Artur Virgílio defende que PSDB deve renovar seus discursos

Prefeito eleito em Manaus propõe renovação em temas como meio ambiente, violência contra criança e participação da mulher

Alfredo Junqueira, de O Estado de S. Paulo

29 de outubro de 2012 | 18h33

MANAUS - O prefeito eleito de Manaus, Artur Virgílio (PSDB), quer que seu partido retome as bandeiras políticas de sua fundação que, segundo ele, foram apropriadas pelo PT. O tucano pretende promover uma reunião nacional para uma avaliação dos resultados eleitorais e um debate sobre os rumos da legenda.

Com o capital político obtido na vitória sobre a senadora Vanessa Grazziotin (PCdoB), candidata que contou com o apoio da presidente Dilma Rousseff, do ex-presidente Lula e das principais lideranças locais, Virgílio pretende iniciar um movimento para que o PSDB recupere os "fundamentos de 1988".

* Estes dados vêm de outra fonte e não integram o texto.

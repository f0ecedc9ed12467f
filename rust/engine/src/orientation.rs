// This Source Code Form is subject to the terms of the Mozilla Public
// License, v. 2.0. If a copy of the MPL was not distributed with this
// file, You can obtain one at https://mozilla.org/MPL/2.0/.

//! Orientation of placed openings.
//!
//! Angles are about +Z, counter-clockwise positive: a conduit running along
//! +X seen from an opening facing +Y gives −90°.

use crate::error::Result;
use nalgebra::Vector3;
use sleeve_lite_model::{Conduit, EditScope, InstanceKey};
use std::cmp::Ordering;

/// Horizontal vectors shorter than this carry no direction
const DIRECTION_EPSILON: f64 = 1e-9;

/// Run direction of a conduit
///
/// Uses the two extreme ports ordered lexicographically by (x, y, z), so
/// the sign does not depend on port order in the model. Without usable
/// ports it falls back to the centerline chord, then its mid tangent.
pub fn conduit_direction(conduit: &Conduit) -> Option<Vector3<f64>> {
    if conduit.ports.len() >= 2 {
        let mut positions: Vec<_> = conduit.ports.iter().map(|p| p.position).collect();
        positions.sort_by(|a, b| {
            a.x.total_cmp(&b.x)
                .then_with(|| a.y.total_cmp(&b.y))
                .then_with(|| a.z.total_cmp(&b.z))
        });
        if let [first, .., last] = positions.as_slice() {
            if let Some(d) = (last - first).try_normalize(DIRECTION_EPSILON) {
                return Some(d);
            }
        }
    }
    conduit
        .centerline
        .chord_direction()
        .or_else(|| conduit.centerline.mid_tangent())
}

/// Signed angle from `from` to `to` about +Z, both projected horizontal
///
/// `None` when either projection is degenerate.
pub fn signed_angle_about_z(from: &Vector3<f64>, to: &Vector3<f64>) -> Option<f64> {
    let a = Vector3::new(from.x, from.y, 0.0).try_normalize(DIRECTION_EPSILON)?;
    let b = Vector3::new(to.x, to.y, 0.0).try_normalize(DIRECTION_EPSILON)?;
    let cross = a.cross(&b);
    let sign = match cross.dot(&Vector3::z()).partial_cmp(&0.0) {
        Some(Ordering::Less) => -1.0,
        _ => 1.0,
    };
    Some((sign * cross.norm()).atan2(a.dot(&b)))
}

/// Rotate a placed instance so its forward axis follows `direction`
///
/// Returns the applied rotation in radians, or `None` when alignment was
/// skipped because a direction was degenerate.
pub fn align_rotation(
    scope: &mut EditScope<'_>,
    key: InstanceKey,
    direction: Option<&Vector3<f64>>,
    angle_offset: f64,
) -> Result<Option<f64>> {
    let Some(direction) = direction else {
        tracing::debug!("No conduit direction, skipping alignment");
        return Ok(None);
    };
    let forward = scope
        .instance(key)
        .ok_or(sleeve_lite_model::Error::InstanceNotFound(key))?
        .forward_axis();

    let Some(angle) = signed_angle_about_z(&forward, direction) else {
        tracing::debug!("Degenerate horizontal direction, skipping alignment");
        return Ok(None);
    };
    let rotation = angle + angle_offset;
    scope.rotate_about_z(key, rotation)?;
    tracing::debug!(degrees = rotation.to_degrees(), "Aligned opening rotation");
    Ok(Some(rotation))
}
// This Source Code Form is subject to the terms of the Mozilla Public
// License, v. 2.0. If a copy of the MPL was not distributed with this
// file, You can obtain one at https://mozilla.org/MPL/2.0/.

use crate::ids::LevelId;

/// Horizontal datum plane used to anchor vertical placement
#[derive(Debug, Clone, PartialEq)]
pub struct Level {
    pub id: LevelId,
    pub name: String,
    /// Elevation of the plane (mm, project Z)
    pub elevation: f64,
}

impl Level {
    pub fn new(id: LevelId, name: impl Into<String>, elevation: f64) -> Self {
        Self {
            id,
            name: name.into(),
            elevation,
        }
    }
}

"Deixamos que nossos adversários se apropriassem dos discursos aos quais eles se opunham na época do FHC (o ex-presidente Fernando Henrique Cardoso), como estabilidade econômica, responsabilidade fiscal e privatização", afirmou Virgílio ao Estado.

"O Lula chegou ao cúmulo de, em mais uma de suas bravatas, dizer que ofereceria o Proer ao (ex-presidente americano, George W.) Bush como solução ao grave problema financeiro que Estados Unidos passaram a enfrentar em 2008", queixou-se o prefeito eleito de Manaus, referindo-se ao Programa de Estímulo à Reestruturação e ao Fortalecimento do Sistema Financeiro Nacional (Proer), iniciativa do governo FHC muito criticada na época pelo PT.

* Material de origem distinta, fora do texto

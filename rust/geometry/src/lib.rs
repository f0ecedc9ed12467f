// This Source Code Form is subject to the terms of the Mozilla Public
// License, v. 2.0. If a copy of the MPL was not distributed with this
// file, You can obtain one at https://mozilla.org/MPL/2.0/.

//! Sleeve-Lite Geometry Kernel
//!
//! Solid geometry for penetration analysis: f64 meshes with volume and
//! centroid integration, nalgebra placements, csgrs booleans behind the
//! [`SolidBoolean`] seam, nested-instance solid extraction and the pairwise
//! intersection engine.

pub mod bounds;
pub mod csg;
pub mod error;
pub mod extract;
pub mod intersect;
pub mod mesh;
pub mod primitives;
pub mod solid;
pub mod transform;
pub mod triangulation;

// Re-export nalgebra types for convenience
pub use nalgebra::{Matrix4, Point2, Point3, Vector3};

pub use bounds::Aabb;
pub use csg::{CsgBoolean, SolidBoolean};
pub use error::{Error, Result};
pub use extract::{extract_solids, GeometryNode, SolidExtractor, DEFAULT_VOLUME_EPSILON};
pub use intersect::{union_bounds, IntersectionEngine};
pub use mesh::Mesh;
pub use solid::Solid;
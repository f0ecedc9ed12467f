// This Source Code Form is subject to the terms of the Mozilla Public
// License, v. 2.0. If a copy of the MPL was not distributed with this
// file, You can obtain one at https://mozilla.org/MPL/2.0/.

//! Placeable opening families.
//!
//! A catalog holds family symbols keyed by (family name, type name). Each
//! symbol declares the numeric parameters its instances expose; writes to
//! undeclared parameters are ignored by the edit scope.

use crate::error::{Error, Result};
use crate::ids::SymbolId;
use rustc_hash::FxHashMap;

/// A loadable family type
#[derive(Debug, Clone, PartialEq)]
pub struct FamilySymbol {
    pub family_name: String,
    pub type_name: String,
    /// Numeric parameter names declared by this type
    pub parameters: Vec<String>,
    /// Symbols must be activated before the first instance is placed
    pub active: bool,
}

impl FamilySymbol {
    pub fn new<S: Into<String>>(
        family_name: impl Into<String>,
        type_name: impl Into<String>,
        parameters: impl IntoIterator<Item = S>,
    ) -> Self {
        Self {
            family_name: family_name.into(),
            type_name: type_name.into(),
            parameters: parameters.into_iter().map(Into::into).collect(),
            active: false,
        }
    }

    pub fn declares(&self, parameter: &str) -> bool {
        self.parameters.iter().any(|p| p == parameter)
    }
}

#[derive(Debug, Clone, Default)]
pub struct FamilyCatalog {
    symbols: Vec<FamilySymbol>,
    /// family name -> type name -> symbol
    index: FxHashMap<String, FxHashMap<String, SymbolId>>,
}

impl FamilyCatalog {
    pub fn new() -> Self {
        Self::default()
    }

    /// Add a symbol, replacing any existing symbol with the same names
    pub fn add(&mut self, symbol: FamilySymbol) -> SymbolId {
        if let Some(id) = self.find(&symbol.family_name, &symbol.type_name) {
            self.symbols[id.0] = symbol;
            return id;
        }
        let id = SymbolId(self.symbols.len());
        self.index
            .entry(symbol.family_name.clone())
            .or_default()
            .insert(symbol.type_name.clone(), id);
        self.symbols.push(symbol);
        id
    }

    /// Look up a symbol by exact family and type name
    pub fn find(&self, family_name: &str, type_name: &str) -> Option<SymbolId> {
        self.index.get(family_name)?.get(type_name).copied()
    }

    /// Like [`find`](Self::find) but a missing type is an error
    pub fn require(&self, family_name: &str, type_name: &str) -> Result<SymbolId> {
        self.find(family_name, type_name)
            .ok_or_else(|| Error::FamilyTypeNotFound {
                family: family_name.to_string(),
                type_name: type_name.to_string(),
            })
    }

    pub fn get(&self, id: SymbolId) -> Option<&FamilySymbol> {
        self.symbols.get(id.0)
    }

    /// Mark a symbol active; returns whether it was inactive before
    pub(crate) fn activate(&mut self, id: SymbolId) -> bool {
        match self.symbols.get_mut(id.0) {
            Some(s) if !s.active => {
                s.active = true;
                true
            }
            _ => false,
        }
    }

    pub(crate) fn deactivate(&mut self, id: SymbolId) {
        if let Some(s) = self.symbols.get_mut(id.0) {
            s.active = false;
        }
    }

    pub fn iter(&self) -> impl Iterator<Item = &FamilySymbol> {
        self.symbols.iter()
    }

    pub fn len(&self) -> usize {
        self.symbols.len()
    }

    pub fn is_empty(&self) -> bool {
        self.symbols.is_empty()
    }
}

#[cfg(test)]
mod tests {
    use super::*;

    #[test]
    fn test_lookup_is_by_both_names() {
        let mut catalog = FamilyCatalog::new();
        catalog.add(FamilySymbol::new("Opening Round", "Sleeve", ["Diameter", "Depth"]));
        catalog.add(FamilySymbol::new("Opening Round", "Core", ["Diameter"]));

        assert_eq!(catalog.find("Opening Round", "Core"), Some(SymbolId(1)));
        assert_eq!(catalog.find("Opening Round", "Sleeve"), Some(SymbolId(0)));
        assert!(catalog.find("Opening Rectangular", "Core").is_none());
        assert!(catalog.find("Opening Round", "Missing").is_none());
        assert!(matches!(
            catalog.require("Opening Rectangular", "Sleeve"),
            Err(Error::FamilyTypeNotFound { .. })
        ));
    }

    #[test]
    fn test_add_replaces_same_type() {
        let mut catalog = FamilyCatalog::new();
        let a = catalog.add(FamilySymbol::new("F", "T", ["Depth"]));
        let b = catalog.add(FamilySymbol::new("F", "T", ["Depth", "Width"]));
        assert_eq!(a, b);
        assert_eq!(catalog.len(), 1);
        assert_eq!(catalog.find("F", "T"), Some(a));
        assert!(catalog.get(a).unwrap().declares("Width"));
    }

    #[test]
    fn test_activate_reports_transition() {
        let mut catalog = FamilyCatalog::new();
        let id = catalog.add(FamilySymbol::new("F", "T", Vec::<String>::new()));
        assert!(catalog.activate(id));
        assert!(!catalog.activate(id));
        catalog.deactivate(id);
        assert!(!catalog.get(id).unwrap().active);
    }
}
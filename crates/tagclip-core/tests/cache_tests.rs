use std::path::Path;

use tempfile::TempDir;

use tagclip_core::{clip_path, is_cached};

#[test]
fn clip_path_is_tag_plus_extension_under_cache_dir() {
    let path = clip_path(Path::new("/home/user/Videos/clips"), "intro");
    assert_eq!(path, Path::new("/home/user/Videos/clips/intro.mp4"));
}

#[test]
fn clip_path_does_not_sanitize_the_tag() {
    // Path separators in a tag move the target; documented limitation.
    let path = clip_path(Path::new("/cache"), "a/b");
    assert_eq!(path, Path::new("/cache/a/b.mp4"));
}

#[test]
fn missing_file_is_a_miss() {
    let dir = TempDir::new().expect("tempdir");
    assert!(!is_cached(&dir.path().join("intro.mp4")));
}

#[test]
fn existing_file_is_a_hit_regardless_of_contents() {
    let dir = TempDir::new().expect("tempdir");
    let path = dir.path().join("intro.mp4");
    std::fs::write(&path, b"partial").expect("seed file");
    assert!(is_cached(&path));
}
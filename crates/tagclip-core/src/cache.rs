use std::path::{Path, PathBuf};

/// Cache path for a tag's clip.
///
/// The tag is used as-is: a tag containing path separators changes the
/// target directory.
pub fn clip_path(cache_dir: &Path, tag: &str) -> PathBuf {
    cache_dir.join(format!("{tag}.mp4"))
}

/// Whether a produced clip already exists at `path`.
///
/// Existence is the only signal; any stat failure counts as a miss and the
/// clip is re-produced.
pub fn is_cached(path: &Path) -> bool {
    path.exists()
}
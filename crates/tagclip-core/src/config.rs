use std::path::Path;

use tokio::fs;

use crate::{
    error::{ClipError, Result},
    types::ClipRecord,
};

/// Look up the config record for a tag.
///
/// One record per line as `tag,timestamp,duration,url`; blank lines and
/// lines starting with `#` are skipped. The first record whose tag matches
/// wins and the scan stops there, so later duplicates are never read. A line
/// with any other field count aborts the whole resolution.
pub async fn resolve_record(config_file: &Path, tag: &str) -> Result<ClipRecord> {
    let contents = fs::read_to_string(config_file)
        .await
        .map_err(|source| ClipError::ConfigRead {
            path: config_file.to_path_buf(),
            source,
        })?;

    for (index, raw) in contents.lines().enumerate() {
        let line = raw.trim();
        if line.is_empty() || line.starts_with('#') {
            continue;
        }

        let parts: Vec<&str> = line.split(',').collect();
        if parts.len() != 4 {
            return Err(ClipError::MalformedRecord {
                path: config_file.to_path_buf(),
                line: index + 1,
            });
        }

        if parts[0] == tag {
            // Fields are taken verbatim, no per-field trimming.
            let record = ClipRecord {
                tag: parts[0].to_string(),
                timestamp: parts[1].to_string(),
                duration: parts[2].to_string(),
                url: parts[3].to_string(),
            };

            if record.timestamp.is_empty() || record.duration.is_empty() || record.url.is_empty() {
                return Err(ClipError::TagNotFound {
                    tag: tag.to_string(),
                    path: config_file.to_path_buf(),
                });
            }

            return Ok(record);
        }
    }

    Err(ClipError::TagNotFound {
        tag: tag.to_string(),
        path: config_file.to_path_buf(),
    })
}
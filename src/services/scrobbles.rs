use std::sync::Arc;

use serde::de::DeserializeOwned;

use crate::{
    cache::{CacheKey, TtlCache},
    cached,
    config::require,
    error::{AppError, AppResult},
    models::{
        AggregationRequest, LastfmError, LastfmRecentTracksResponse, LastfmUserResponse,
        ScrobbleSummary, ScrobbleUser, Track,
    },
    services::http::{HttpRequest, HttpTransport},
};

const DEFAULT_LIMIT: u32 = 10;
const MAX_LIMIT: u32 = 200;
/// Last.fm error code for an unknown user or resource
const LASTFM_INVALID_RESOURCE: u32 = 6;

/// Recent tracks and profile for one Last.fm user
pub struct ScrobbleService {
    transport: Arc<dyn HttpTransport>,
    cache: TtlCache<ScrobbleSummary>,
    api_url: String,
    api_key: Option<String>,
    username: Option<String>,
}

impl ScrobbleService {
    pub fn new(
        transport: Arc<dyn HttpTransport>,
        cache: TtlCache<ScrobbleSummary>,
        api_url: &str,
        api_key: Option<String>,
        username: Option<String>,
    ) -> Self {
        Self {
            transport,
            cache,
            api_url: api_url.to_string(),
            api_key,
            username,
        }
    }

    pub async fn get_summary(&self, request: AggregationRequest) -> AppResult<ScrobbleSummary> {
        let limit = request.limit_or(DEFAULT_LIMIT, MAX_LIMIT);

        cached!(
            self.cache,
            CacheKey::Scrobbles(limit),
            request.force_refresh,
            self.fetch_summary(limit)
        )
    }

    async fn fetch_summary(&self, limit: u32) -> AppResult<ScrobbleSummary> {
        let api_key = require(&self.api_key, "Last.fm API key")?;
        let username = require(&self.username, "Last.fm username")?;

        let (recent, profile) = futures::try_join!(
            self.call::<LastfmRecentTracksResponse>(
                self.request("user.getrecenttracks", api_key, username)
                    .query("limit", limit)
            ),
            self.call::<LastfmUserResponse>(self.request("user.getinfo", api_key, username)),
        )?;

        // A playing track is reported on top of the requested page
        let tracks: Vec<Track> = recent
            .recenttracks
            .track
            .into_iter()
            .take(limit as usize)
            .map(Track::from)
            .collect();

        tracing::info!(
            user = %username,
            tracks = tracks.len(),
            provider = "lastfm",
            "Scrobble summary fetched"
        );

        Ok(ScrobbleSummary {
            user: ScrobbleUser::from(profile.user),
            tracks,
        })
    }

    fn request(&self, method: &str, api_key: &str, username: &str) -> HttpRequest {
        HttpRequest::get(&self.api_url)
            .query("method", method)
            .query("user", username)
            .query("api_key", api_key)
            .query("format", "json")
    }

    async fn call<T: DeserializeOwned>(&self, request: HttpRequest) -> AppResult<T> {
        let response = self.transport.send(request).await?;

        if let Ok(error) = serde_json::from_str::<LastfmError>(&response.body) {
            tracing::warn!(
                code = error.error,
                message = %error.message,
                status = response.status,
                "Last.fm returned an error"
            );
            return Err(match error.error {
                LASTFM_INVALID_RESOURCE => AppError::NotFound(error.message),
                _ => AppError::upstream(response.status, error.message),
            });
        }

        response.error_for_status()?.json()
    }
}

O tucano também disse que é preciso que o partido renove seus discursos em temas como meio ambiente, violência contra criança, participação da mulher, entre outros. Ele fez uma analogia com uma pinacoteca para esclarecer o que propõe ao principal partido de oposição do País. "Precisamos retomar os quadros do nosso acervo e criar novas obras", explicou.

Para Virgílio, o senador Aécio Neves (PSDB-MG) tem "amplas condições" de liderar o partido nos próximos anos. O prefeito eleito voltou a criticar o governador de São Paulo, Geraldo Alckmin, por, na sua avaliação, criar contradições com outras cidades e Estados do País.

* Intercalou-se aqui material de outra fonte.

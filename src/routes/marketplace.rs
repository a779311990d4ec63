use axum::{
    extract::{Query, State},
    Extension, Json,
};
use serde::{Deserialize, Serialize};
use std::sync::Arc;

use crate::{
    error::{AppError, AppResult},
    middleware::request_id::RequestId,
    models::marketplace::{FetchResult, ListingQuery},
    routes::AppState,
    services::marketplace::{required_percent, DynamicConstants},
};

#[derive(Debug, Deserialize)]
#[serde(rename_all = "camelCase")]
pub struct ThresholdQuery {
    pub price: f64,
    pub base_price: Option<f64>,
    pub min_percent: Option<f64>,
    pub max_percent: Option<f64>,
    pub max_price: Option<f64>,
}

impl ThresholdQuery {
    fn constants(&self) -> DynamicConstants {
        let defaults = DynamicConstants::default();
        DynamicConstants {
            base_price: self.base_price.unwrap_or(defaults.base_price),
            min_percent: self.min_percent.unwrap_or(defaults.min_percent),
            max_percent: self.max_percent.unwrap_or(defaults.max_percent),
            max_price: self.max_price.unwrap_or(defaults.max_price),
        }
    }
}

#[derive(Debug, Serialize)]
#[serde(rename_all = "camelCase")]
pub struct ThresholdResponse {
    pub price: f64,
    pub required_percent: f64,
    pub constants: DynamicConstants,
}

/// Handler for the listings fetch endpoint
///
/// The outcome, including rate limiting and exhausted routes, is reported
/// in the body's `status` rather than the HTTP status.
pub async fn listings(
    State(state): State<Arc<AppState>>,
    Extension(request_id): Extension<RequestId>,
    Json(query): Json<ListingQuery>,
) -> AppResult<Json<FetchResult>> {
    if query.limit == 0 {
        return Err(AppError::InvalidInput("limit must be positive".to_string()));
    }

    tracing::info!(
        request_id = %request_id,
        proxies = query.proxies.len(),
        sort_by = query.sort_by.as_str(),
        "Processing listings request"
    );

    let result = state.listings.fetch(&query).await;

    tracing::info!(
        request_id = %request_id,
        status = result.status,
        listings = result.listings.len(),
        proxy = ?result.proxy_used,
        "Listings request completed"
    );

    Ok(Json(result))
}

/// Handler for the required-discount endpoint
pub async fn threshold(Query(params): Query<ThresholdQuery>) -> AppResult<Json<ThresholdResponse>> {
    if !params.price.is_finite() || params.price < 0.0 {
        return Err(AppError::InvalidInput(
            "price must be a non-negative number".to_string(),
        ));
    }

    let constants = params.constants();
    if constants.min_percent > constants.max_percent {
        return Err(AppError::InvalidInput(
            "minPercent must not exceed maxPercent".to_string(),
        ));
    }

    Ok(Json(ThresholdResponse {
        price: params.price,
        required_percent: required_percent(params.price, &constants),
        constants,
    }))
}
use std::sync::Arc;

use serde::Deserialize;
use serde_json::json;

use crate::{
    error::{AppError, AppResult},
    services::http::{HttpRequest, HttpTransport},
};

use super::{CredentialStore, Credentials};

const COLLECTION: &str = "trakt_tokens";

#[derive(Deserialize)]
struct SingletonResponse {
    data: Option<Credentials>,
}

/// Credentials kept in a Directus singleton collection
pub struct DirectusCredentialStore {
    transport: Arc<dyn HttpTransport>,
    base_url: String,
    access_token: String,
}

impl DirectusCredentialStore {
    pub fn new(transport: Arc<dyn HttpTransport>, base_url: String, access_token: String) -> Self {
        Self {
            transport,
            base_url: base_url.trim_end_matches('/').to_string(),
            access_token,
        }
    }

    fn endpoint(&self) -> String {
        format!("{}/items/{}", self.base_url, COLLECTION)
    }
}

#[async_trait::async_trait]
impl CredentialStore for DirectusCredentialStore {
    async fn read(&self) -> AppResult<Credentials> {
        let response = self
            .transport
            .send(HttpRequest::get(self.endpoint()).bearer(&self.access_token))
            .await?
            .error_for_status()?;

        let singleton: SingletonResponse = response.json()?;
        singleton.data.ok_or_else(|| {
            AppError::Configuration("Credential store holds no watch-history tokens".to_string())
        })
    }

    async fn write(&self, credentials: Credentials) -> AppResult<()> {
        let body = json!({
            "access_token": credentials.access_token,
            "refresh_token": credentials.refresh_token,
            "expires_at": credentials.expires_at,
            "token_type": credentials.token_type,
            "scope": credentials.scope,
        });

        self.transport
            .send(
                HttpRequest::patch(self.endpoint())
                    .bearer(&self.access_token)
                    .json(body),
            )
            .await?
            .error_for_status()?;

        tracing::info!(collection = COLLECTION, "Persisted refreshed credentials");
        Ok(())
    }
}

/// Store used when no Directus instance is configured
pub struct UnconfiguredCredentialStore;

#[async_trait::async_trait]
impl CredentialStore for UnconfiguredCredentialStore {
    async fn read(&self) -> AppResult<Credentials> {
        Err(AppError::Configuration(
            "Credential store (DIRECTUS_URL / DIRECTUS_ACCESS_TOKEN) not configured".to_string(),
        ))
    }

    async fn write(&self, _credentials: Credentials) -> AppResult<()> {
        Err(AppError::Configuration(
            "Credential store (DIRECTUS_URL / DIRECTUS_ACCESS_TOKEN) not configured".to_string(),
        ))
    }
}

O tucano de Manaus rompeu com o de São Paulo depois que este entrou com uma ação de inconstitucionalidade no Supremo Tribunal Federal (STF), durante a campanha, questionando incentivos fiscais concedidos pelo governo do Amazonas. Virgílio teve que responder a adversários durante todo o período eleitoral que acusavam o seu partido de ser contra a Zona Franca de Manaus.

"O Aécio é um líder talentoso e que tem sensibilidade, próprio de um neto do ex-presidente Tancredo Neves e do ex-deputado Tristão Ferreira da Cunha, outra importante liderança", disse Virgílio. "Já o Alckmin não consegue enxergar para além de São Paulo e entra em contradição com os demais Estados e cidades do País. Parece que sua ambição é ser um Faria Lima, um governante reconhecido em São Paulo, mas que o Brasil só lembra nas transmissões da Corrida de São Silvestre", criticou o prefeito de Manaus.

Vitrine. Virgílio admitiu que sua gestão na capital do Amazonas será uma vitrine para o PSDB no País, mas ressaltou que trocaria "mil vezes" essa oportunidade por uma vitória de José Serra em São Paulo. Segundo o prefeito eleito de Manaus, os paulistas perderam "uma grande oportunidade" ao derrotar Serra e eleger Fernando Haddad (PT) no domingo, 28.

O tucano voltou a afirmar que vai procurar a presidente Dilma, para estabelecer parcerias e trazer recursos para investimentos em Manaus. E alfinetou os adversários ao dizer que conta com os senadores do Estado para estabelecer os contatos entre a cidade e o governo federal.

Além de Vanessa, o Amazonas tem Eduardo Braga (PMDB), que é líder do governo e que foi o principal articulador da candidatura de sua adversária, e o ex-ministro dos Transportes Alfredo Nascimento (PR) em sua bancada no Senado.

Dois anos depois de sofrer sua pior derrota política, ao perder a reeleição ao Senado justamente para Braga e Vanessa, Virgílio obteve sua revanche no domingo com 603.483 votos (65,95% do total). A candidata do PCdoB ficou com 311.607 (34,05% do total).